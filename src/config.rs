use config::{Config, ConfigError, Environment, File};
use serde::Deserialize;
use std::collections::HashMap;
use std::path::{Path, PathBuf};

use crate::error::PredictionError;
use crate::models::ModelKey;

/// Application configuration
#[derive(Debug, Clone, Default, Deserialize)]
pub struct Settings {
    #[serde(default)]
    pub server: ServerSettings,
    #[serde(default)]
    pub models: ModelSettings,
    #[serde(default)]
    pub housing: HousingSettings,
    #[serde(default)]
    pub logging: LoggingSettings,
}

#[derive(Debug, Clone, Deserialize)]
pub struct ServerSettings {
    #[serde(default = "default_host")]
    pub host: String,
    #[serde(default = "default_port")]
    pub port: u16,
    pub workers: Option<usize>,
}

impl Default for ServerSettings {
    fn default() -> Self {
        Self {
            host: default_host(),
            port: default_port(),
            workers: None,
        }
    }
}

fn default_host() -> String { "127.0.0.1".to_string() }
fn default_port() -> u16 { 5000 }

#[derive(Debug, Clone, Deserialize)]
pub struct ModelSettings {
    #[serde(default = "default_artifact_dir")]
    pub artifact_dir: String,
    #[serde(default = "default_preload")]
    pub preload: bool,
    /// Model name -> artifact file name, relative to `artifact_dir`
    #[serde(default = "default_artifacts")]
    pub artifacts: HashMap<String, String>,
}

impl Default for ModelSettings {
    fn default() -> Self {
        Self {
            artifact_dir: default_artifact_dir(),
            preload: default_preload(),
            artifacts: default_artifacts(),
        }
    }
}

impl ModelSettings {
    /// Resolve configured artifacts to model keys and paths
    pub fn artifact_paths(&self) -> Result<HashMap<ModelKey, PathBuf>, PredictionError> {
        let dir = Path::new(&self.artifact_dir);
        self.artifacts
            .iter()
            .map(|(name, file)| {
                let key: ModelKey = name.parse()?;
                Ok((key, dir.join(file)))
            })
            .collect()
    }
}

fn default_artifact_dir() -> String { "models".to_string() }
fn default_preload() -> bool { true }

fn default_artifacts() -> HashMap<String, String> {
    [ModelKey::AirConditioners, ModelKey::Televisions]
        .into_iter()
        .map(|key| (key.as_str().to_string(), key.default_artifact().to_string()))
        .collect()
}

#[derive(Debug, Clone, Deserialize)]
pub struct HousingSettings {
    /// CSV dataset; the house price endpoint is unavailable without it
    #[serde(default = "default_dataset_path")]
    pub dataset_path: Option<String>,
}

impl Default for HousingSettings {
    fn default() -> Self {
        Self {
            dataset_path: default_dataset_path(),
        }
    }
}

fn default_dataset_path() -> Option<String> { Some("data/harga-rumah.csv".to_string()) }

#[derive(Debug, Clone, Deserialize)]
pub struct LoggingSettings {
    #[serde(default = "default_log_level")]
    pub level: String,
    #[serde(default = "default_log_format")]
    pub format: String,
}

impl Default for LoggingSettings {
    fn default() -> Self {
        Self {
            level: default_log_level(),
            format: default_log_format(),
        }
    }
}

fn default_log_level() -> String { "info".to_string() }
fn default_log_format() -> String { "json".to_string() }

impl Settings {
    /// Load configuration from file and environment variables
    ///
    /// Configuration is loaded in the following order (later overrides earlier):
    /// 1. Default values in the struct
    /// 2. Configuration file (config/default.toml)
    /// 3. Local overrides (config/local.toml)
    /// 4. Environment variables (prefixed with ENERGY_)
    pub fn load() -> Result<Self, ConfigError> {
        let settings = Config::builder()
            .add_source(File::with_name("config/default").required(false))
            .add_source(File::with_name("config/local").required(false))
            // e.g., ENERGY__SERVER__PORT -> server.port
            .add_source(
                Environment::with_prefix("ENERGY")
                    .prefix_separator("__")
                    .separator("__")
                    .try_parsing(true),
            )
            .build()?;

        let settings = apply_env_overrides(settings)?;

        settings.try_deserialize()
    }

    /// Load configuration from a custom path
    pub fn load_from<P: AsRef<Path>>(path: P) -> Result<Self, ConfigError> {
        let settings = Config::builder()
            .add_source(File::from(path.as_ref()))
            .add_source(
                Environment::with_prefix("ENERGY")
                    .prefix_separator("__")
                    .separator("__")
                    .try_parsing(true),
            )
            .build()?;

        settings.try_deserialize()
    }
}

/// Short environment variables used by deployment scripts
fn apply_env_overrides(settings: Config) -> Result<Config, ConfigError> {
    use std::env;

    let mut builder = Config::builder().add_source(settings);

    if let Ok(dir) = env::var("MODEL_DIR") {
        builder = builder.set_override("models.artifact_dir", dir)?;
    }
    if let Ok(path) = env::var("HOUSING_DATASET") {
        builder = builder.set_override("housing.dataset_path", path)?;
    }
    if let Ok(port) = env::var("PORT") {
        builder = builder.set_override("server.port", port)?;
    }

    builder.build()
}

#[cfg(test)]
mod tests {
    use super::*;

    #[test]
    fn test_defaults() {
        let settings = Settings::default();
        assert_eq!(settings.server.port, 5000);
        assert!(settings.models.preload);
        assert_eq!(settings.logging.level, "info");
        assert_eq!(settings.logging.format, "json");
    }

    #[test]
    fn test_default_artifacts_resolve() {
        let paths = ModelSettings::default().artifact_paths().unwrap();
        assert_eq!(paths.len(), 2);
        assert_eq!(
            paths[&ModelKey::AirConditioners],
            Path::new("models").join("air-conditioners.json")
        );
        assert!(paths.contains_key(&ModelKey::Televisions));
    }

    #[test]
    fn test_unknown_artifact_name() {
        let settings = ModelSettings {
            artifacts: HashMap::from([("toasters".to_string(), "toasters.json".to_string())]),
            ..ModelSettings::default()
        };
        assert!(matches!(
            settings.artifact_paths(),
            Err(PredictionError::ModelNotFound(_))
        ));
    }

    #[test]
    fn test_load_from_toml() {
        let path = std::env::temp_dir().join(format!("energy-{}.toml", uuid::Uuid::new_v4()));
        std::fs::write(
            &path,
            "[server]\nport = 8080\n\n[models]\nartifact_dir = \"/srv/models\"\npreload = false\n",
        )
        .unwrap();

        let settings = Settings::load_from(&path).unwrap();
        assert_eq!(settings.server.port, 8080);
        assert_eq!(settings.server.host, "127.0.0.1");
        assert_eq!(settings.models.artifact_dir, "/srv/models");
        assert!(!settings.models.preload);
        assert_eq!(settings.models.artifacts.len(), 2);

        let _ = std::fs::remove_file(&path);
    }
}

** The problem **
Output the complete set of records word for word.

** Output of the task **
filename src/config.rs
use config::{Config, ConfigError, Environment, File};
use serde::Deserialize;
use std::collections::HashMap;
use std::path::{Path, PathBuf};

use crate::error::PredictionError;
use crate::models::ModelKey;

/// Application configuration
#[derive(Debug, Clone, Default, Deserialize)]
pub struct Settings {
    #[serde(default)]
    pub server: ServerSettings,
    #[serde(default)]
    pub models: ModelSettings,
    #[serde(default)]
    pub housing: HousingSettings,
    #[serde(default)]
    pub logging: LoggingSettings,
}

#[derive(Debug, Clone, Deserialize)]
pub struct ServerSettings {
    #[serde(default = "default_host")]
    pub host: String,
    #[serde(default = "default_port")]
    pub port: u16,
    pub workers: Option<usize>,
}

impl Default for ServerSettings {
    fn default() -> Self {
        Self {
            host: default_host(),
            port: default_port(),
            workers: None,
        }
    }
}

fn default_host() -> String { "127.0.0.1".to_string() }
fn default_port() -> u16 { 5000 }

#[derive(Debug, Clone, Deserialize)]
pub struct ModelSettings {
    #[serde(default = "default_artifact_dir")]
    pub artifact_dir: String,
    #[serde(default = "default_preload")]
    pub preload: bool,
    /// Model name -> artifact file name, relative to `artifact_dir`
    #[serde(default = "default_artifacts")]
    pub artifacts: HashMap<String, String>,
}

impl Default for ModelSettings {
    fn default() -> Self {
        Self {
            artifact_dir: default_artifact_dir(),
            preload: default_preload(),
            artifacts: default_artifacts(),
        }
    }
}

impl ModelSettings {
    /// Resolve configured artifacts to model keys and paths
    pub fn artifact_paths(&self) -> Result<HashMap<ModelKey, PathBuf>, PredictionError> {
        let dir = Path::new(&self.artifact_dir);
        self.artifacts
            .iter()
            .map(|(name, file)| {
                let key: ModelKey = name.parse()?;
                Ok((key, dir.join(file)))
            })
            .collect()
    }
}

fn default_artifact_dir() -> String { "models".to_string() }
fn default_preload() -> bool { true }

fn default_artifacts() -> HashMap<String, String> {
    [ModelKey::AirConditioners, ModelKey::Televisions]
        .into_iter()
        .map(|key| (key.as_str().to_string(), key.default_artifact().to_string()))
        .collect()
}

#[derive(Debug, Clone, Deserialize)]
pub struct HousingSettings {
    /// CSV dataset; the house price endpoint is unavailable without it
    #[serde(default = "default_dataset_path")]
    pub dataset_path: Option<String>,
}

impl Default for HousingSettings {
    fn default() -> Self {
        Self {
            dataset_path: default_dataset_path(),
        }
    }
}

fn default_dataset_path() -> Option<String> { Some("data/harga-rumah.csv".to_string()) }

#[derive(Debug, Clone, Deserialize)]
pub struct LoggingSettings {
    #[serde(default = "default_log_level")]
    pub level: String,
    #[serde(default = "default_log_format")]
    pub format: String,
}

impl Default for LoggingSettings {
    fn default() -> Self {
        Self {
            level: default_log_level(),
            format: default_log_format(),
        }
    }
}

fn default_log_level() -> String { "info".to_string() }
fn default_log_format() -> String { "json".to_string() }

impl Settings {
    /// Load configuration from file and environment variables
    ///
    /// Configuration is loaded in the following order (later overrides earlier):
    /// 1. Default values in the struct
    /// 2. Configuration file (config/default.toml)
    /// 3. Local overrides (config/local.toml)
    /// 4. Environment variables (prefixed with ENERGY_)
    pub fn load() -> Result<Self, ConfigError> {
        let settings = Config::builder()
            .add_source(File::with_name("config/default").required(false))
            .add_source(File::with_name("config/local").required(false))
            // e.g., ENERGY__SERVER__PORT -> server.port
            .add_source(
                Environment::with_prefix("ENERGY")
                    .prefix_separator("__")
                    .separator("__")
                    .try_parsing(true),
            )
            .build()?;

        let settings = apply_env_overrides(settings)?;

        settings.try_deserialize()
    }

    /// Load configuration from a custom path
    pub fn load_from<P: AsRef<Path>>(path: P) -> Result<Self, ConfigError> {
        let settings = Config::builder()
            .add_source(File::from(path.as_ref()))
            .add_source(
                Environment::with_prefix("ENERGY")
                    .prefix_separator("__")
                    .separator("__")
                    .try_parsing(true),
            )
            .build()?;

        settings.try_deserialize()
    }
}

/// Short environment variables used by deployment scripts
fn apply_env_overrides(settings: Config) -> Result<Config, ConfigError> {
    use std::env;

    let mut builder = Config::builder().add_source(settings);

    if let Ok(dir) = env::var("MODEL_DIR") {
        builder = builder.set_override("models.artifact_dir", dir)?;
    }
    if let Ok(path) = env::var("HOUSING_DATASET") {
        builder = builder.set_override("housing.dataset_path", path)?;
    }
    if let Ok(port) = env::var("PORT") {
        builder = builder.set_override("server.port", port)?;
    }

    builder.build()
}

#[cfg(test)]
mod tests {
    use super::*;

    #[test]
    fn test_defaults() {
        let settings = Settings::default();
        assert_eq!(settings.server.port, 5000);
        assert!(settings.models.preload);
        assert_eq!(settings.logging.level, "info");
        assert_eq!(settings.logging.format, "json");
    }

    #[test]
    fn test_default_artifacts_resolve() {
        let paths = ModelSettings::default().artifact_paths().unwrap();
        assert_eq!(paths.len(), 2);
        assert_eq!(
            paths[&ModelKey::AirConditioners],
            Path::new("models").join("air-conditioners.json")
        );
        assert!(paths.contains_key(&ModelKey::Televisions));
    }

    #[test]
    fn test_unknown_artifact_name() {
        let settings = ModelSettings {
            artifacts: HashMap::from([("toasters".to_string(), "toasters.json".to_string())]),
            ..ModelSettings::default()
        };
        assert!(matches!(
            settings.artifact_paths(),
            Err(PredictionError::ModelNotFound(_))
        ));
    }

    #[test]
    fn test_load_from_toml() {
        let path = std::env::temp_dir().join(format!("energy-{}.toml", uuid::Uuid::new_v4()));
        std::fs::write(
            &path,
            "[server]\nport = 8080\n\n[models]\nartifact_dir = \"/srv/models\"\npreload = false\n",
        )
        .unwrap();

        let settings = Settings::load_from(&path).unwrap();
        assert_eq!(settings.server.port, 8080);
        assert_eq!(settings.server.host, "127.0.0.1");
        assert_eq!(settings.models.artifact_dir, "/srv/models");
        assert!(!settings.models.preload);
        assert_eq!(settings.models.artifacts.len(), 2);

        let _ = std::fs::remove_file(&path);
    }
}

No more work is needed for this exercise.